AIM OF THE EXERCISE:
Count the lines below that contain the word "join", and reply with that number alone.

Dataset entries:
= = =

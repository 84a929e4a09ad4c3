//! Validate and print engine configuration.

use anyhow::{Context, Result};
use sitesync_client::EngineConfig;
use std::path::Path;

/// Config file name inside the data directory.
pub const CONFIG_FILE: &str = "sitesync.toml";

/// Load `path`, falling back to defaults when it does not exist.
pub fn load(path: &Path) -> Result<EngineConfig> {
    if !path.exists() {
        tracing::debug!("No config at {}, using defaults", path.display());
        return Ok(EngineConfig::default());
    }
    Ok(EngineConfig::from_file(path)?)
}

/// Run the config command.
pub fn run(path: &Path) -> Result<()> {
    let config = load(path)?;
    let rendered = toml::to_string_pretty(&config).context("Failed to render config")?;

    if path.exists() {
        println!("# {}", path.display());
    } else {
        println!("# defaults ({} not found)", path.display());
    }
    print!("{}", rendered);
    Ok(())
}

#[cfg(test)]
mod tests {
    use super::*;
    use tempfile::tempdir;

    #[test]
    fn missing_file_uses_defaults() {
        let dir = tempdir().unwrap();
        let config = load(&dir.path().join(CONFIG_FILE)).unwrap();
        assert_eq!(config.fetch_interval_secs, 60);
        assert!(run(&dir.path().join(CONFIG_FILE)).is_ok());
    }

    #[test]
    fn invalid_file_is_reported() {
        let dir = tempdir().unwrap();
        let path = dir.path().join(CONFIG_FILE);
        std::fs::write(&path, "device_name = \"\"").unwrap();

        assert!(run(&path).is_err());
    }

    #[test]
    fn defaults_render_as_toml() {
        let rendered = toml::to_string_pretty(&EngineConfig::default()).unwrap();
        let parsed: EngineConfig = toml::from_str(&rendered).unwrap();
        assert_eq!(parsed, EngineConfig::default());
    }
}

= = =

SOLUTION TO THIS EXERCISE:
3